# [The task]
Return the run of lines below that opens with the line containing "filename crates/registrar-core/src/traits/mod.rs" and closes with the line containing "layer plugs in.", keeping each one exact.

Collected data
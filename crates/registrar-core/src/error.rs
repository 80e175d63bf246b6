//! Error types for the synchronization engine
//!
//! Three families flow through the reconcilers:
//! - validation errors, raised before any remote call;
//! - illegal-transition errors, also raised before any remote call;
//! - registry errors, raised by the transport boundary with a classified
//!   numeric code that round-trips to the caller untouched.
//!
//! Data-shape problems in registry responses are a fourth, smaller family:
//! advisory facts (statuses) swallow them, load-bearing facts (contact
//! identifiers) surface them as classified contact errors.

use thiserror::Error;

use crate::lifecycle::State;

/// Result type alias for engine operations
pub type Result<T> = std::result::Result<T, Error>;

/// Core error type for the synchronization engine
#[derive(Error, Debug)]
pub enum Error {
    /// Invalid nameserver configuration, detected before any remote call
    #[error("nameserver error: {0}")]
    Nameserver(#[from] NameserverError),

    /// Contact mapping or reconciliation error
    #[error("contact error: {0}")]
    Contact(#[from] ContactError),

    /// The registry rejected a command
    #[error(transparent)]
    Registry(#[from] RegistryError),

    /// Operation not legal in the domain's current lifecycle state
    #[error("cannot {action} while domain is in state {state:?}")]
    TransitionNotAllowed { action: &'static str, state: State },

    /// Domain has been deleted in the registry; no further mutation is possible
    #[error("domain {0} is deleted and can no longer be modified")]
    DomainNotMutable(String),

    /// Malformed domain name supplied by the caller
    #[error("invalid domain name: {0}")]
    InvalidDomainName(String),

    /// A registry response did not have the shape the command implies
    #[error("expected a {expected} response from the registry")]
    UnexpectedResponse { expected: &'static str },

    /// Configuration errors
    #[error("configuration error: {0}")]
    Config(String),

    /// Other errors
    #[error("{0}")]
    Other(String),
}

impl Error {
    pub fn config(msg: impl Into<String>) -> Self {
        Self::Config(msg.into())
    }
}

/// Helper for converting anyhow::Error to our Error type
impl From<anyhow::Error> for Error {
    fn from(err: anyhow::Error) -> Self {
        Self::Other(err.to_string())
    }
}

/// Nameserver configuration problems, all detectable without I/O.
#[derive(Error, Debug, Clone, PartialEq, Eq)]
pub enum NameserverError {
    #[error("{count} nameservers supplied, registry allows at most {max}")]
    TooMany { count: usize, max: usize },

    #[error("{0} is not a valid nameserver hostname")]
    InvalidHost(String),

    #[error("{0} is subordinate to this domain and requires at least one IP address")]
    SubordinateNeedsIp(String),

    #[error("{0} is not subordinate to this domain and must not carry IP addresses")]
    GlueNotAllowed(String),

    #[error("{addr} is not a valid IP address for nameserver {host}")]
    InvalidIp { host: String, addr: String },
}

/// Classified codes for contact mapping failures. Calling code reacts to
/// the code, not the message.
#[derive(Debug, Clone, Copy, PartialEq, Eq)]
pub enum ContactErrorKind {
    /// Registry identifier exceeds the registry's maximum length
    IdTooLong,
    /// Registry identifier absent from the payload
    IdMissing,
    /// Contact role/type absent
    RoleMissing,
    /// Payload is not a recognized contact-info shape
    InvalidShape,
}

#[derive(Error, Debug, Clone, PartialEq, Eq)]
#[error("{message}")]
pub struct ContactError {
    pub kind: ContactErrorKind,
    message: String,
}

impl ContactError {
    pub fn new(kind: ContactErrorKind, message: impl Into<String>) -> Self {
        Self {
            kind,
            message: message.into(),
        }
    }

    pub fn kind(&self) -> ContactErrorKind {
        self.kind
    }
}

/// Structured error code carried on every registry rejection.
///
/// The values mirror the provisioning protocol's numeric result codes, so
/// the classification predicates below round-trip exactly what the
/// transport reported.
#[derive(Debug, Clone, Copy, PartialEq, Eq, Hash)]
#[repr(u16)]
pub enum ErrorCode {
    CommandSyntaxError = 2001,
    CommandUseError = 2002,
    RequiredParameterMissing = 2003,
    ParameterValueRangeError = 2004,
    ParameterValueSyntaxError = 2005,
    UnimplementedCommand = 2101,
    AuthorizationError = 2201,
    ObjectExists = 2302,
    ObjectDoesNotExist = 2303,
    ObjectStatusProhibitsOperation = 2304,
    ObjectAssociationProhibitsOperation = 2305,
    ParameterValuePolicyError = 2306,
    CommandFailed = 2400,
    CommandFailedServerClosingConnection = 2500,
    AuthenticationErrorServerClosingConnection = 2501,
    SessionLimitExceededServerClosingConnection = 2502,
}

impl ErrorCode {
    pub fn code(self) -> u16 {
        self as u16
    }
}

/// Error raised by the transport boundary when a command is rejected.
#[derive(Error, Debug, Clone, PartialEq, Eq)]
#[error("registry error {code}: {message}", code = self.code.code())]
pub struct RegistryError {
    pub code: ErrorCode,
    pub message: String,
}

impl RegistryError {
    pub fn new(code: ErrorCode, message: impl Into<String>) -> Self {
        Self {
            code,
            message: message.into(),
        }
    }

    /// 2000-2308: the command itself was at fault.
    pub fn is_client_error(&self) -> bool {
        (2000..=2308).contains(&self.code.code())
    }

    /// 2500-2502: the session is gone and must be re-established.
    pub fn is_session_error(&self) -> bool {
        (2500..=2502).contains(&self.code.code())
    }

    /// 2400: the registry failed internally.
    pub fn is_server_error(&self) -> bool {
        self.code.code() == 2400
    }
}
// # registrar-core
//
// Core library for the registrar domain-synchronization engine.
//
// ## Architecture Overview
//
// This library keeps a registrar's view of a domain converged with the
// registry of record:
// - **RegistryClient**: Trait for the transport boundary (one command, one
//   round trip, classified rejections)
// - **Domain**: Facade that owns the attribute cache and the lifecycle
//   state and drives every reconciliation
// - **DomainCache**: Read-through cache of registry facts, invalidated
//   wholesale after any successful write
// - **hosts / contacts / dnssec**: Pure validation and diff logic, one
//   module per reconciler
// - **lifecycle**: State table consulted before any command is sent
//
// ## Design Principles
//
// 1. **Registry as source of truth**: Reconciliations diff against a fresh
//    fetch, never against local state
// 2. **Validate before the wire**: Configuration and transition errors
//    never cost a round trip
// 3. **Idempotency**: Re-submitting the current desired state issues no
//    write commands
// 4. **Classified failures**: Registry rejections carry their numeric code
//    end to end

pub mod cache;
pub mod config;
pub mod contacts;
pub mod dnssec;
pub mod domain;
pub mod epp;
pub mod error;
pub mod hosts;
pub mod lifecycle;
pub mod traits;

// Re-export core types for convenience
pub use cache::DomainCache;
pub use config::{Config, ContactTemplate};
pub use contacts::PublicContact;
pub use dnssec::{DnssecData, DsRecord, KeyRecord};
pub use domain::Domain;
pub use epp::{Command, ContactRole, DomainStatus, Response, UpdateDomain};
pub use error::{ContactErrorKind, Error, ErrorCode, NameserverError, RegistryError, Result};
pub use hosts::DesiredNameserver;
pub use lifecycle::{Operation, State, MIN_ACTIVE_NAMESERVERS};
pub use traits::RegistryClient;
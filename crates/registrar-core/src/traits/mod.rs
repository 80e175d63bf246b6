//! Boundary traits
//!
//! The engine talks to exactly one external system: the registry. The
//! trait here is the seam where the transport/session layer plugs in.

pub mod registry_client;

pub use registry_client::RegistryClient;
//! Value types shared by commands and responses

use serde::{Deserialize, Serialize};

/// Status flags a registry attaches to a domain object.
///
/// The wire carries these as camelCase strings; anything this engine does
/// not recognize is dropped by [`DomainStatus::parse_list`], because status
/// information is advisory rather than load-bearing.
#[derive(Debug, Clone, Copy, PartialEq, Eq, Hash, Serialize, Deserialize)]
#[serde(rename_all = "camelCase")]
pub enum DomainStatus {
    Ok,
    Inactive,
    Linked,
    ClientHold,
    ServerHold,
    ClientDeleteProhibited,
    ServerDeleteProhibited,
    ClientUpdateProhibited,
    ServerUpdateProhibited,
    ClientTransferProhibited,
    ServerTransferProhibited,
    PendingCreate,
    PendingDelete,
    PendingTransfer,
}

impl DomainStatus {
    pub fn is_hold(self) -> bool {
        matches!(self, DomainStatus::ClientHold | DomainStatus::ServerHold)
    }

    pub fn from_wire(s: &str) -> Option<Self> {
        serde_json::from_value(serde_json::Value::String(s.to_string())).ok()
    }

    /// Decode a raw status list. A malformed entry makes the whole fact
    /// resolve to empty, since statuses are advisory rather than load-bearing.
    pub fn parse_list(raw: &[String]) -> Vec<DomainStatus> {
        raw.iter()
            .map(|s| Self::from_wire(s))
            .collect::<Option<Vec<_>>>()
            .unwrap_or_default()
    }
}

/// Role under which a contact is associated with a domain.
///
/// Each role is a singleton per domain. The registrant is linked through
/// the domain object's registrant field; the other three through contact
/// associations.
#[derive(Debug, Clone, Copy, PartialEq, Eq, PartialOrd, Ord, Hash, Serialize, Deserialize)]
#[serde(rename_all = "lowercase")]
pub enum ContactRole {
    Registrant,
    #[serde(rename = "admin")]
    Administrative,
    Security,
    #[serde(rename = "tech")]
    Technical,
}

impl ContactRole {
    /// Roles linked to the domain via contact associations (everything but
    /// the registrant).
    pub const LINKED: [ContactRole; 3] = [
        ContactRole::Administrative,
        ContactRole::Security,
        ContactRole::Technical,
    ];

    /// All four roles, registrant first.
    pub const ALL: [ContactRole; 4] = [
        ContactRole::Registrant,
        ContactRole::Administrative,
        ContactRole::Security,
        ContactRole::Technical,
    ];

    pub fn as_str(self) -> &'static str {
        match self {
            ContactRole::Registrant => "registrant",
            ContactRole::Administrative => "admin",
            ContactRole::Security => "security",
            ContactRole::Technical => "tech",
        }
    }
}

/// A contact association carried on domain info and update commands.
#[derive(Debug, Clone, PartialEq, Eq, Serialize, Deserialize)]
pub struct DomainContact {
    pub id: String,
    pub role: ContactRole,
}

impl DomainContact {
    pub fn new(id: impl Into<String>, role: ContactRole) -> Self {
        Self { id: id.into(), role }
    }
}

/// Postal block of a contact record.
#[derive(Debug, Clone, Default, PartialEq, Eq, Serialize, Deserialize)]
pub struct ContactPostal {
    pub name: String,
    pub org: Option<String>,
    /// Up to three street lines; empty entries are omitted on the wire.
    pub streets: Vec<String>,
    pub city: String,
    /// State or province
    pub sp: String,
    /// Postal code
    pub pc: String,
    /// Country code
    pub cc: String,
}

#[cfg(test)]
mod tests {
    use super::*;

    #[test]
    fn status_round_trips_camel_case() {
        assert_eq!(DomainStatus::from_wire("clientHold"), Some(DomainStatus::ClientHold));
        assert_eq!(DomainStatus::from_wire("serverHold"), Some(DomainStatus::ServerHold));
        assert_eq!(DomainStatus::from_wire("banana"), None);
    }

    #[test]
    fn malformed_status_list_resolves_empty() {
        let raw = vec!["ok".to_string(), "definitely-not-a-status".to_string()];
        assert!(DomainStatus::parse_list(&raw).is_empty());

        let good = vec!["ok".to_string(), "linked".to_string()];
        assert_eq!(
            DomainStatus::parse_list(&good),
            vec![DomainStatus::Ok, DomainStatus::Linked]
        );
    }

    #[test]
    fn roles_use_registry_names() {
        assert_eq!(ContactRole::Administrative.as_str(), "admin");
        assert_eq!(ContactRole::Technical.as_str(), "tech");
        assert_eq!(
            serde_json::to_string(&ContactRole::Administrative).unwrap(),
            "\"admin\""
        );
    }
}
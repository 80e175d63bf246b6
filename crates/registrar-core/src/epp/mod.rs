//! Wire-level command and response shapes
//!
//! The transport layer owns serialization and the session; this module owns
//! the *shapes*. Commands form one tagged union, responses another, and each
//! response category is decoded through an explicit method rather than
//! introspected, so a wrong-shape response is a typed error instead of a
//! surprise at a call site.

pub mod commands;
pub mod responses;
pub mod types;

pub use commands::{Command, DnssecUpdate, UpdateDomain};
pub use responses::{ContactInfo, DomainInfo, HostInfo, Response};
pub use types::{ContactPostal, ContactRole, DomainContact, DomainStatus};
//! Registry client trait
//!
//! Defines the interface to the transport/session layer that serializes
//! commands and returns structured responses.
//!
//! # Responsibility boundaries
//!
//! Implementations are transport only:
//!
//! - one `send` call is one round trip, nothing batched, nothing cached;
//! - no retry or backoff (the engine decides what to re-issue; a duplicated
//!   write here would break the reconcilers' idempotence guarantees);
//! - no interpretation of responses beyond decoding the wire shape;
//! - rejections surface as [`RegistryError`] with the registry's own
//!   classified code, untranslated.
//!
//! The engine in turn never opens sessions, never sees the wire encoding,
//! and assumes a command that returned an error had no observable effect
//! it needs to unwind; partial completion of a multi-step reconciliation
//! is recovered by the next run's fresh fetch, not rolled back.

use async_trait::async_trait;

use crate::epp::{Command, Response};
use crate::error::RegistryError;

/// Interface to the authoritative registry.
///
/// # Thread safety
///
/// Implementations must be usable across async tasks; the engine holds one
/// behind an `Arc` and different domains may share it concurrently.
#[async_trait]
pub trait RegistryClient: Send + Sync {
    /// Send one command and await its response.
    ///
    /// # Returns
    ///
    /// - `Ok(Response)`: the registry accepted the command
    /// - `Err(RegistryError)`: the registry rejected it, with its
    ///   classified result code
    async fn send(&self, command: Command) -> Result<Response, RegistryError>;
}
use std::sync::{Mutex, PoisonError};

use async_trait::async_trait;
use chrono::{Days, Local, NaiveDate};
use rand::{Rng, SeedableRng, rngs::StdRng};

use crate::{
    error::Result,
    location::MockCity,
    model::{
        ConditionLabel, Coordinates, CurrentConditions, DailySeries, FORECAST_DAYS, UnitSystem,
        WeatherReport,
    },
};

use super::WeatherProvider;

/// Offline provider producing randomized placeholder data for the mock cities.
#[derive(Debug)]
pub struct MockProvider {
    rng: Mutex<StdRng>,
}

impl Default for MockProvider {
    fn default() -> Self {
        Self {
            rng: Mutex::new(StdRng::from_entropy()),
        }
    }
}

impl MockProvider {
    /// Deterministic provider, for reproducible output.
    pub fn with_seed(seed: u64) -> Self {
        Self {
            rng: Mutex::new(StdRng::seed_from_u64(seed)),
        }
    }

    /// Build a report for `city` whose first day is `today`.
    pub fn report_for(&self, city: MockCity, today: NaiveDate) -> WeatherReport {
        let mut rng = self.rng.lock().unwrap_or_else(PoisonError::into_inner);

        WeatherReport {
            current: CurrentConditions {
                temperature: city.base_temperature(),
                wind_speed: city.wind_speed(),
            },
            daily: generate_daily(city.base_temperature(), today, &mut *rng),
        }
    }
}

#[async_trait]
impl WeatherProvider for MockProvider {
    async fn get_report(
        &self,
        coordinates: Coordinates,
        unit: UnitSystem,
    ) -> Result<WeatherReport> {
        let city = MockCity::nearest(&coordinates);
        // Placeholder readings are not unit-converted.
        tracing::debug!(%city, %unit, "generating mock report");
        Ok(self.report_for(city, Local::now().date_naive()))
    }
}

/// Seven days of placeholder data around `base`.
///
/// Highs are `base + [0,4]` and lows `base - [0,4]`, drawn independently, so a low may
/// exceed the high of the same day.
pub fn generate_daily<R: Rng + ?Sized>(base: f64, today: NaiveDate, rng: &mut R) -> DailySeries {
    let days = 0..FORECAST_DAYS as u64;

    DailySeries {
        time: days.clone().map(|i| today + Days::new(i)).collect(),
        temperature_2m_max: days.clone().map(|_| Some(base + roll(rng, 5))).collect(),
        temperature_2m_min: days.clone().map(|_| Some(base - roll(rng, 5))).collect(),
        wind_speed_10m_max: days.clone().map(|_| Some(10.0 + roll(rng, 5))).collect(),
        wind_gusts_10m_max: days.clone().map(|_| Some(20.0 + roll(rng, 10))).collect(),
        relative_humidity_2m_mean: days.clone().map(|_| Some(50.0 + roll(rng, 10))).collect(),
        apparent_temperature_max: days.clone().map(|_| Some(base + roll(rng, 3))).collect(),
        precipitation_probability_mean: days.clone().map(|_| Some(roll(rng, 50))).collect(),
        precipitation_sum: days.clone().map(|_| Some(roll(rng, 10))).collect(),
        weathercode: days
            .map(|_| {
                let codes = ConditionLabel::KNOWN_CODES;
                Some(codes[rng.gen_range(0..codes.len())])
            })
            .collect(),
    }
}

/// Uniform whole number in `[0, below)`.
fn roll<R: Rng + ?Sized>(rng: &mut R, below: u32) -> f64 {
    f64::from(rng.gen_range(0..below))
}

# [Solution for this exercise]
filename crates/registrar-core/src/traits/mod.rs
repository 80e175d63bf246b6
//! Boundary traits
//!
//! The engine talks to exactly one external system: the registry. The
//! trait here is the seam where the transport/session layer plugs in.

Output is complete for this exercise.